(Data records)
******
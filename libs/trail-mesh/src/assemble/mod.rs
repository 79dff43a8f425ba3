//! # Mesh Assembler
//!
//! Merges tagged solids into one indexed, outward-facing mesh.
//!
//! ## Stages
//!
//! ```text
//! Collect ─► Deindex ─► Orient ─► Concatenate ─► Weld ─► Normals ─► Cull
//! ```
//!
//! [`ExportProgress`] is called once before each stage, in order. An
//! `Err` from the callback aborts assembly with [`BuildError::Aborted`].

mod weld;

pub use weld::Welder;

use config::BuildConfig;
use glam::DVec3;
use pipeline_types::{ExportStage, Orientation, SolidRole};
use tracing::debug;

use crate::error::{BuildError, BuildResult};
use crate::mesh::{triangle_area, Mesh};
use crate::solids::Solid;

/// Receives export stages as they start.
pub trait ExportProgress {
    fn on_stage(&mut self, stage: ExportStage) -> Result<(), String>;
}

/// Progress sink that accepts every stage.
#[derive(Debug, Clone, Copy, Default)]
pub struct NoProgress;

impl ExportProgress for NoProgress {
    fn on_stage(&mut self, _stage: ExportStage) -> Result<(), String> {
        Ok(())
    }
}

impl<F> ExportProgress for F
where
    F: FnMut(ExportStage) -> Result<(), String>,
{
    fn on_stage(&mut self, stage: ExportStage) -> Result<(), String> {
        self(stage)
    }
}

/// Reports `stage`, turning a refusal into [`BuildError::Aborted`].
pub fn report(progress: &mut dyn ExportProgress, stage: ExportStage) -> BuildResult<()> {
    progress
        .on_stage(stage)
        .map_err(|message| BuildError::Aborted { stage, message })
}

/// Counters gathered while assembling.
#[derive(Debug, Clone, Copy, Default, PartialEq, Eq)]
pub struct AssemblyStats {
    pub input_triangles: usize,
    pub input_vertices: usize,
    pub welded_vertices: usize,
    pub degenerate_triangles: usize,
}

/// The merged model: one mesh plus the role of each triangle.
#[derive(Debug, Clone, PartialEq)]
pub struct ExportMesh {
    pub mesh: Mesh,
    /// Parallel to `mesh.triangles()`.
    pub triangle_roles: Vec<SolidRole>,
    pub stats: AssemblyStats,
}

impl ExportMesh {
    pub fn triangle_count(&self) -> usize {
        self.mesh.triangle_count()
    }

    pub fn role_codes(&self) -> Vec<u8> {
        self.triangle_roles.iter().map(|r| r.code()).collect()
    }
}

struct Collected<'a> {
    solid: &'a Solid,
    positions: Vec<DVec3>,
}

struct Soup {
    role: SolidRole,
    orientation: Orientation,
    triangles: Vec<[DVec3; 3]>,
}

/// Runs every assembly stage over `solids`.
///
/// Fails with [`BuildError::EmptyResult`] when no triangle is collected or
/// none survives culling.
///
/// # Example
///
/// ```rust
/// use trail_mesh::assemble::{assemble, NoProgress};
/// use trail_mesh::solids::extrude::{extrude, Polygon2D};
/// use trail_mesh::solids::Solid;
/// use pipeline_types::{Orientation, SolidRole};
/// use config::BuildConfig;
/// use glam::DVec2;
///
/// let cube = extrude(&Polygon2D::rectangle(DVec2::ZERO, DVec2::ONE), 0.0, 1.0);
/// let solid = Solid::new(SolidRole::Platform, Orientation::Outward, cube);
/// let merged = assemble(&[solid], &BuildConfig::default(), &mut NoProgress).unwrap();
/// assert_eq!(merged.mesh.vertex_count(), 8);
/// assert_eq!(merged.triangle_count(), 12);
/// ```
pub fn assemble(
    solids: &[Solid],
    config: &BuildConfig,
    progress: &mut dyn ExportProgress,
) -> BuildResult<ExportMesh> {
    let mut stats = AssemblyStats::default();

    report(progress, ExportStage::Collect)?;
    let collected: Vec<Collected> = solids
        .iter()
        .filter(|s| !s.mesh.is_empty())
        .map(|solid| Collected {
            solid,
            positions: solid
                .mesh
                .vertices()
                .iter()
                .map(|v| solid.transform.transform_point3(*v))
                .collect(),
        })
        .collect();
    stats.input_triangles = collected.iter().map(|c| c.solid.mesh.triangle_count()).sum();
    if stats.input_triangles == 0 {
        return Err(BuildError::empty("no geometry to export"));
    }

    report(progress, ExportStage::Deindex)?;
    let mut soups: Vec<Soup> = collected
        .iter()
        .map(|c| Soup {
            role: c.solid.role,
            orientation: c.solid.orientation,
            triangles: c
                .solid
                .mesh
                .triangles()
                .iter()
                .map(|t| t.map(|i| c.positions[i as usize]))
                .collect(),
        })
        .collect();

    report(progress, ExportStage::Orient)?;
    for soup in soups.iter_mut().filter(|s| s.orientation == Orientation::Inward) {
        for t in &mut soup.triangles {
            t.swap(1, 2);
        }
        soup.orientation = Orientation::Outward;
    }

    report(progress, ExportStage::Concatenate)?;
    let mut triangles: Vec<[DVec3; 3]> = Vec::with_capacity(stats.input_triangles);
    let mut roles: Vec<SolidRole> = Vec::with_capacity(stats.input_triangles);
    for soup in soups {
        roles.extend(std::iter::repeat(soup.role).take(soup.triangles.len()));
        triangles.extend(soup.triangles);
    }
    stats.input_vertices = triangles.len() * 3;

    report(progress, ExportStage::Weld)?;
    let mut welder = Welder::with_capacity(config.weld_tolerance, triangles.len());
    let indexed: Vec<[u32; 3]> = triangles
        .iter()
        .map(|t| t.map(|p| welder.insert(p)))
        .collect();
    stats.welded_vertices = welder.vertex_count();
    let mut mesh = Mesh::from_parts(welder.into_vertices(), indexed);
    debug!(
        vertices = stats.input_vertices,
        welded = stats.welded_vertices,
        "welded export vertices"
    );

    report(progress, ExportStage::Normals)?;
    mesh.compute_normals();

    report(progress, ExportStage::Cull)?;
    let (mesh, roles) = cull_degenerate(&mesh, &roles, config.degenerate_area_epsilon);
    stats.degenerate_triangles = stats.input_triangles - mesh.triangle_count();
    debug!(dropped = stats.degenerate_triangles, "culled degenerate triangles");
    if mesh.is_empty() {
        return Err(BuildError::empty("every triangle was degenerate"));
    }
    debug_assert!(mesh.validate(config.degenerate_area_epsilon));

    Ok(ExportMesh {
        mesh,
        triangle_roles: roles,
        stats,
    })
}

/// Keeps triangles with area above `min_area` and compacts the vertices.
fn cull_degenerate(mesh: &Mesh, roles: &[SolidRole], min_area: f64) -> (Mesh, Vec<SolidRole>) {
    let vertices = mesh.vertices();
    let normals = mesh.normals();
    let mut remap: Vec<Option<u32>> = vec![None; vertices.len()];
    let mut kept_vertices = Vec::new();
    let mut kept_normals = Vec::new();
    let mut kept_triangles = Vec::with_capacity(mesh.triangle_count());
    let mut kept_roles = Vec::with_capacity(roles.len());

    for (i, tri) in mesh.triangles().iter().enumerate() {
        let [a, b, c] = tri.map(|v| vertices[v as usize]);
        if !(triangle_area(a, b, c) > min_area) {
            continue;
        }
        let mapped = tri.map(|v| {
            *remap[v as usize].get_or_insert_with(|| {
                kept_vertices.push(vertices[v as usize]);
                if let Some(n) = normals {
                    kept_normals.push(n[v as usize]);
                }
                (kept_vertices.len() - 1) as u32
            })
        });
        kept_triangles.push(mapped);
        kept_roles.push(roles[i]);
    }

    let mut culled = Mesh::from_parts(kept_vertices, kept_triangles);
    if normals.is_some() {
        culled.set_normals(kept_normals);
    }
    (culled, kept_roles)
}

#[cfg(test)]
mod tests;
******
Determine which lines above include the word "SolidRole", and report those lines in full.

use pipeline_types::{ExportStage, Orientation, SolidRole};
    pub triangle_roles: Vec<SolidRole>,
    role: SolidRole,
/// use pipeline_types::{Orientation, SolidRole};
/// let solid = Solid::new(SolidRole::Platform, Orientation::Outward, cube);
    let mut roles: Vec<SolidRole> = Vec::with_capacity(stats.input_triangles);
fn cull_degenerate(mesh: &Mesh, roles: &[SolidRole], min_area: f64) -> (Mesh, Vec<SolidRole>) {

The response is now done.